A. Parse protein and CDS sequence ID:

 $parse_protein_id.pl

	SeqID before parse: >g18373.t1|PACid:27562759
	SeqID after parse : >g18373.t1

 *Important*
 After that, please add Rice and Arabidopsis output to your folder for making clusters. 
 For some species, using PACid is better than using original transcript ID

B. Create a list for plant peptide and CDS sequences.
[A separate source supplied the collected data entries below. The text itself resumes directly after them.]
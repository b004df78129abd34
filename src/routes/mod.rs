//! Router assembly.
//!
//! SYSTEM CONTEXT
//! ==============
//! One Axum router serves three things: the health probe, the `/api/*`
//! forwarder to the HRMS backend, and the Leptos app (SSR pages plus the
//! `/pkg` WASM/CSS bundle).

pub mod proxy;

use std::path::PathBuf;

use axum::Router;
use axum::extract::DefaultBodyLimit;
use axum::http::StatusCode;
use axum::routing::{any, get};
use leptos::prelude::*;
use leptos_axum::{LeptosRoutes, generate_route_list};
use tower_http::compression::CompressionLayer;
use tower_http::cors::{Any, CorsLayer};
use tower_http::services::ServeDir;
use tower_http::trace::TraceLayer;

use crate::state::AppState;

/// Health probe and the backend forwarder.
fn api_routes(state: AppState) -> Router {
    let cors = CorsLayer::new()
        .allow_origin(Any)
        .allow_methods(Any)
        .allow_headers(Any);

    Router::new()
        .route("/api/{*rest}", any(proxy::forward))
        .route("/healthz", get(healthz))
        .layer(DefaultBodyLimit::max(proxy::MAX_BODY_BYTES))
        .layer(cors)
        .with_state(state)
}

/// API routes + Leptos SSR + static assets.
///
/// # Errors
///
/// Returns an error if the Leptos configuration cannot be loaded (missing or
/// malformed `Cargo.toml` `[package.metadata.leptos]` section).
pub fn leptos_app(state: AppState) -> Result<Router, String> {
    let conf = get_configuration(None).map_err(|e| format!("leptos configuration: {e}"))?;
    let leptos_options = conf.leptos_options;
    let routes = generate_route_list(client::app::App);

    let leptos_router = Router::new()
        .leptos_routes(&leptos_options, routes, {
            let opts = leptos_options.clone();
            move || client::app::shell(opts.clone())
        })
        .with_state(leptos_options.clone());

    let site_root_path = PathBuf::from(leptos_options.site_root.as_ref());

    Ok(api_routes(state)
        .merge(leptos_router)
        .nest_service("/pkg", ServeDir::new(site_root_path.join("pkg")))
        .layer(CompressionLayer::new())
        .layer(TraceLayer::new_for_http()))
}

async fn healthz() -> StatusCode {
    StatusCode::OK
}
The format of the list is like below:

 Each line include five columns, they are:
	A: folder for species (rice)
	B: monocotyledon / dicotyledon / non-angiosperms
	C: Name of plant species

 The protein, CDS and other files are named according to A: folder for species
	A: CDS sequence				-- rice_cds
	B: protein				-- rice_pep
	C: representive protein			-- rice_rep_pep (optional)
	D: protein & transcirpt & gene file	-- rice_trans_gene
	E: gene position file			-- rice_gene_position (optional)
	F: chr Size file			-- rice_chrSize (optional)
	G: block file				-- rice_block (optional)
	H: Other block file			-- rice_other_block (optional)

 Example:
	A: publishedPlantGenome/rice  
	B: monocotyledon     
	C: Rice   

	Below info do not have order
	A: publishedPlantGenome/rice/rice_cds
	B: publishedPlantGenome/rice/rice_pep
	C: publishedPlantGenome/rice/rice_rep_pep
	D: publishedPlantGenome/rice/rice_trans_gene
	E: publishedPlantGenome/rice/rice_gene_position	
	F: publishedPlantGenome/rice/rice_chrSize
	G: publishedPlantGenome/rice/rice_block
	H: publishedPlantGenome/rice/rice_other_block
	* other in H should be name of other species

 Each line of protein & transcirpt & gene file include three columns:
	A: protein ID
	B: transcript ID
	C: gene ID

 Each line of gene position file:
	A: chrID
	B: start
	C: end
	E: strand
	F: geneID/mRNA

 Each line of chr Size file
	A: chrID
	B: chrName
	C: length
	D: color

C. run iTAK.

 Command or make a bash for each specie:
 		$perl /path/iTAK.pl -i apple_pep

 Input:
 		The peptide sequence

 Output:
 		Each plant species will generates one output folder in publishedPlantGenome folder, and each folder will have 6 files:
	apple_pep_pkaln : alignment of protein kinase  
	apple_pep_pkcat : assign each gene to different PK families
	apple_pep_pkseq : protein kinase sequences
	apple_pep_tf_align : alignment of transcription factor
	apple_pep_tf_family : assign each gene to TF families
	apple_pep_tf_seq : TF sequences

D. generate file for updating iTAK database

 $perl itak_DB_update.pl  list

 Input:
 The list created in step 1. 

 Output:
 The output includes files that categorized to five parts (folders) for iTAK databases.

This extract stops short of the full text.